New Year, New Goals – Move More!

New Year, New Goals – Move More!

Did you know that the top four New Year’s Resolutions in 2018 were to eat healthier, exercise more, save more money, and take better care of yourself? We often end our holidays and start our new year with great intentions, but fizzle out before the last decorations have been put away.
Although they can feel impossible, health goals don’t have to be a challenge! Regular exercise can improve mood and mental health, control weight, reduce the risk of chronic disease, and help you sleep better at night. Incorporating more physical activity can be as simple as sitting less and moving more throughout your day. The Centers for Disease Control and Prevention (CDC) recommends 30-45 minutes of moderate-intensity activity or 20 minutes of vigorous activity each day for major health benefits.
New Year - Goal, Plan, Action written on notebook page
Regular exercise doesn’t always have to mean a trip to the gym.

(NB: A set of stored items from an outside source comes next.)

impl State<'_> {
    /// One-shot engine initialization against the pool subsidy.
    pub(crate) fn initialize_engine(
        &self,
        ctx: &mut StateContext,
        subsidy: Collateral,
        sigma: Option<Decimal256>,
    ) -> Result<()> {
        opt_ensure!(
            COST.may_load(ctx.storage)?.is_none(),
            ErrorId::AlreadyInitialized,
            ErrorDomain::Engine,
            "the pricing engine is already initialized"
        );
        opt_ensure!(
            !subsidy.is_zero(),
            ErrorId::ZeroSubsidy,
            ErrorDomain::Engine,
            "the engine subsidy cannot be zero"
        );

        // the pool's reserved subsidy is the worst-case loss backing; the
        // engine must not claim more than is actually earmarked
        let reserved: Collateral = self
            .querier
            .query_wasm_smart(&self.config.pool, &PoolQueryMsg::MaxSubsidy {})?;
        opt_ensure!(
            subsidy <= reserved,
            ErrorId::InsufficientAvailable,
            ErrorDomain::Engine,
            "subsidy {subsidy} exceeds the pool's reserved {reserved}"
        );

        let grid = self.grid(ctx.storage)?;
        let prior = match sigma {
            None => uniform_prior(grid.num_buckets())?,
            Some(sigma) => {
                let spot = self.spot_price(ctx.storage)?;
                lognormal_prior(&grid.midpoints()?, spot, sigma)?
            }
        };

        let cost = subsidy.into_number();
        // with q ≡ 0 and Σπ = 1 exactly, f(C₀) collapses to ln(C₀)
        let utility = math::ln(subsidy.into_decimal256())?;

        let shares = vec![Number::ZERO; prior.len()];
        PRIOR.save(ctx.storage, &prior)?;
        SHARES.save(ctx.storage, &shares)?;
        COST.save(ctx.storage, &cost)?;
        UTILITY.save(ctx.storage, &utility)?;

        Ok(())
    }

    /// Price a trade without committing it.
    pub(crate) fn trade_preview(
        &self,
        store: &dyn Storage,
        kind: OptionKind,
        strike: Price,
        size: Decimal256,
        is_buy: bool,
    ) -> Result<TradePreview> {
        let engine = load_engine(store)?;
        let grid = self.grid(store)?;
        trade_preview_inner(&engine, &grid, kind, strike, size, is_buy)
    }

    /// Same computation as [State::trade_preview], then commit.
    pub(crate) fn execute_trade(
        &self,
        ctx: &mut StateContext,
        kind: OptionKind,
        strike: Price,
        size: Decimal256,
        is_buy: bool,
    ) -> Result<TradePreview> {
        let engine = load_engine(ctx.storage)?;
        let grid = self.grid(ctx.storage)?;
        let preview = trade_preview_inner(&engine, &grid, kind, strike, size, is_buy)?;

        SHARES.save(ctx.storage, &preview.new_shares)?;
        COST.save(ctx.storage, &preview.new_cost)?;

        ctx.response_mut().add_event(TradeExecutedEvent {
            kind,
            strike,
            size,
            is_buy,
            amount: preview.amount,
        });
        ctx.response_mut().add_event(CostUpdatedEvent {
            old_cost: engine.cost,
            new_cost: preview.new_cost,
        });

        Ok(preview)
    }

    /// Commit an off-chain solved cost after verifying the residual.
    ///
    /// The share witness must match the committed state exactly, so a trade
    /// landing between the off-chain solve and this commit invalidates the
    /// submission instead of silently mispricing.
    pub(crate) fn verify_and_set_cost(
        &self,
        ctx: &mut StateContext,
        cost: Number,
        shares: &[Number],
    ) -> Result<()> {
        let engine = load_engine(ctx.storage)?;

        opt_ensure!(
            engine.shares == shares,
            ErrorId::QuantityMismatch,
            ErrorDomain::Engine,
            "submitted shares do not match the committed state"
        );

        let residual = cost_function(&engine.prior, &engine.shares, cost)?
            .checked_sub(engine.utility)?
            .abs_unsigned();
        opt_ensure!(
            residual <= self.config.verification_tolerance,
            ErrorId::InvalidVerification,
            ErrorDomain::Engine,
            "cost function residual {residual} exceeds the tolerance"
        );

        COST.save(ctx.storage, &cost)?;
        ctx.response_mut().add_event(CostUpdatedEvent {
            old_cost: engine.cost,
            new_cost: cost,
        });

        Ok(())
    }

    /// The engine's risk-neutral distribution, `p[i] ∝ π[i]/(C − q[i])`.
    pub(crate) fn risk_neutral_prices(&self, store: &dyn Storage) -> Result<Vec<Decimal256>> {
        let engine = load_engine(store)?;
        risk_neutral_inner(&engine)
    }

    pub(crate) fn engine_state_resp(&self, store: &dyn Storage) -> Result<EngineStateResp> {
        let grid = self.grid(store)?;
        match COST.may_load(store)? {
            None => Ok(EngineStateResp {
                initialized: false,
                cost: Number::ZERO,
                utility: Number::ZERO,
                shares: Vec::new(),
                prior: Vec::new(),
                num_buckets: grid.num_buckets(),
            }),
            Some(_) => {
                let engine = load_engine(store)?;
                Ok(EngineStateResp {
                    initialized: true,
                    cost: engine.cost,
                    utility: engine.utility,
                    shares: engine.shares,
                    prior: engine.prior,
                    num_buckets: grid.num_buckets(),
                })
            }
        }
    }
}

Here are some helpful tips to make exercise more enjoyable:

  • YouTube workouts: YouTube is full of great workouts for any skill level that can be done from the comfort of your home!
  • Join a community recreation center: many community centers have athletic programs such as softball and kickball that can make exercise both fun and social! Check with your local community center for more information.
  • Go for a walk or play at the park: although the weather can be a bit chilly this time of year, some days are still warmer. Try taking a walk with your kids or visit a local park as a fun way to get the whole family involved!
  • Discount gym memberships: many gyms have discount memberships at the beginning of the year. Check with a local gym to see if they have any deals.

Remember, a resolution doesn’t have to be perfect! Don’t give up if don’t reach your exercise goal every week. Give these exercise tips a try this new year!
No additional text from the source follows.